The online learning conceptual problem (as I understand your description of it) says, for example, I can never know whether it was a good idea to have read this book, because maybe it will come in handy 40 years later. Well, this seems to be “solved” in humans by exponential / hyperbolic discounting. It’s not exactly episodic, but we’ll more-or-less be able to retrospectively evaluate whether a cognitive process worked as desired long before death.
Relatedly, we seem to generally make and execute plans that are (hierarchically) laid out in time and with a success criterion at its end, like “I’m going to walk to the store”. So we get specific and timely feedback on whether that plan was successful.
We do in fact have a model class. It seems very rich; in terms of “grain of truth”, well I’m inclined to think that nothing worth knowing is fundamentally beyond human comprehension, except for contingent reasons like memory and lifespan limitations (i.e. not because they are not incompatible with the internal data structures). Maybe that’s good enough?

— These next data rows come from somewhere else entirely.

use serde::Deserialize;

/// User settings for generated statements.
///
/// Every field falls back to its default, so partial JSON (for instance LSP
/// `initializationOptions`) is accepted.
#[derive(Debug, Clone, PartialEq, Eq, Deserialize)]
#[serde(default, rename_all = "camelCase")]
pub struct Config {
    /// Function called by the generated statement.
    pub log_function: String,
    pub line_terminator: String,
    /// One level of indentation, used by the reformatter.
    pub indent_unit: String,
}

impl Default for Config {
    fn default() -> Self {
        Self {
            log_function: "console.log".to_owned(),
            line_terminator: "\n".to_owned(),
            indent_unit: "    ".to_owned(),
        }
    }
}

impl Config {
    /// Returns the statement logging `label`, terminated by a line terminator.
    pub fn statement(&self, label: &str) -> String {
        format!("{}({label});{}", self.log_function, self.line_terminator)
    }
}

#[cfg(test)]
mod tests {
    use super::Config;

    #[test]
    fn partial_json_keeps_defaults() {
        let config: Config =
            serde_json::from_value(serde_json::json!({ "logFunction": "debug" })).unwrap();

        assert_eq!(
            config,
            Config { log_function: "debug".to_owned(), ..Config::default() }
        );
    }

    #[test]
    fn statement() {
        let config = Config::default();
        assert_eq!(config.statement("'x', x"), "console.log('x', x);\n");
    }
}
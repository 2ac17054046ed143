use text_size::{TextRange, TextSize};

use crate::NodeKind;

/// Failure of a tree query.
#[derive(Debug, Clone, Copy, PartialEq, Eq, thiserror::Error)]
pub enum TreeError {
    #[error("offset {offset:?} is past the end of the text ({len:?})")]
    OutOfBounds { offset: TextSize, len: TextSize },
}

/// Immutable, externally owned syntax tree of one source text.
pub trait SyntaxTree {
    /// Handle to a node of this tree.
    type Node<'t>: SourceNode<'t>
    where
        Self: 't;

    /// Returns the leaf covering `offset`.
    ///
    /// `Ok(None)` means the offset falls between tokens (whitespace, or text
    /// outside any script block); offsets past the end of the text are an
    /// error.
    fn node_at(&self, offset: TextSize) -> Result<Option<Self::Node<'_>>, TreeError>;
}

/// Node handle tied to the lifetime of its tree.
pub trait SourceNode<'t>: Copy {
    /// Returns this node's classification.
    fn kind(self) -> NodeKind<'t>;

    /// Returns the source text covered by this node.
    fn text(self) -> &'t str;

    /// Returns the range of this node in the whole source text.
    fn range(self) -> TextRange;

    /// Returns the parent node, `None` for the root.
    fn parent(self) -> Option<Self>;

    /// Returns `true` when this node is the name slot of its parent: the
    /// declared variable, a property key, a field or method name, or the
    /// property of a member access. Values, objects and indices are not.
    fn is_name(self) -> bool;

    /// Iterates over parent nodes, starting from the immediate parent.
    fn ancestors(self) -> impl Iterator<Item = Self> {
        std::iter::successors(self.parent(), |node| node.parent())
    }
}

Just some thoughts; sorry if this is irrelevant or I’m misunderstanding anything. :-)
The online learning conceptual problem (as I understand your description of it) says, for example, I can never know whether it was a good idea to have read this book, because maybe it will come in handy 40 years later. Well, this seems to be “solved” in humans by exponential / hyperbolic discounting. It’s not exactly episodic, but we’ll more-or-less be able to retrospectively evaluate whether a cognitive process worked as desired long before death.
It seems (to me) the literature establishes that our behavior can be approximately described by the hyperbolic discounting rule (in certain circumstances anyway), but, comes nowhere near establishing that the mechanism by which we learn looks like this, and in fact has some evidence against. But that’s a big topic. For a quick argument, I observe that humans are highly capable, and I generally expect actor/critic to be more capable than dumbly associating rewards with actions via the hyperbolic function. That doesn’t mean humans use actor/critic; the point is that there are a lot of more-sophisticated setups to explore.
We do in fact have a model class.
It’s possible that our models are entirely subservient to instrumental stuff (ie, we “learn to think” rather than “thinking to learn”, which would mean we don’t have the big split which I’m pointing to—ie, that we solve the credit assignment problem “directly” somehow, rather than needing to learn to do so.
It seems very rich; in terms of “grain of truth”, well I’m inclined to think that nothing worth knowing is fundamentally beyond human comprehension, except for contingent reasons like memory and lifespan limitations (i.e. not because they are not incompatible with the internal data structures). Maybe that’s good enough?
I think I agree with everything you wrote. I thought about it more, let me try again:
Maybe we’re getting off on the wrong foot by thinking about deep RL. Maybe a better conceptual starting point for human brains is more like The Scientific Method.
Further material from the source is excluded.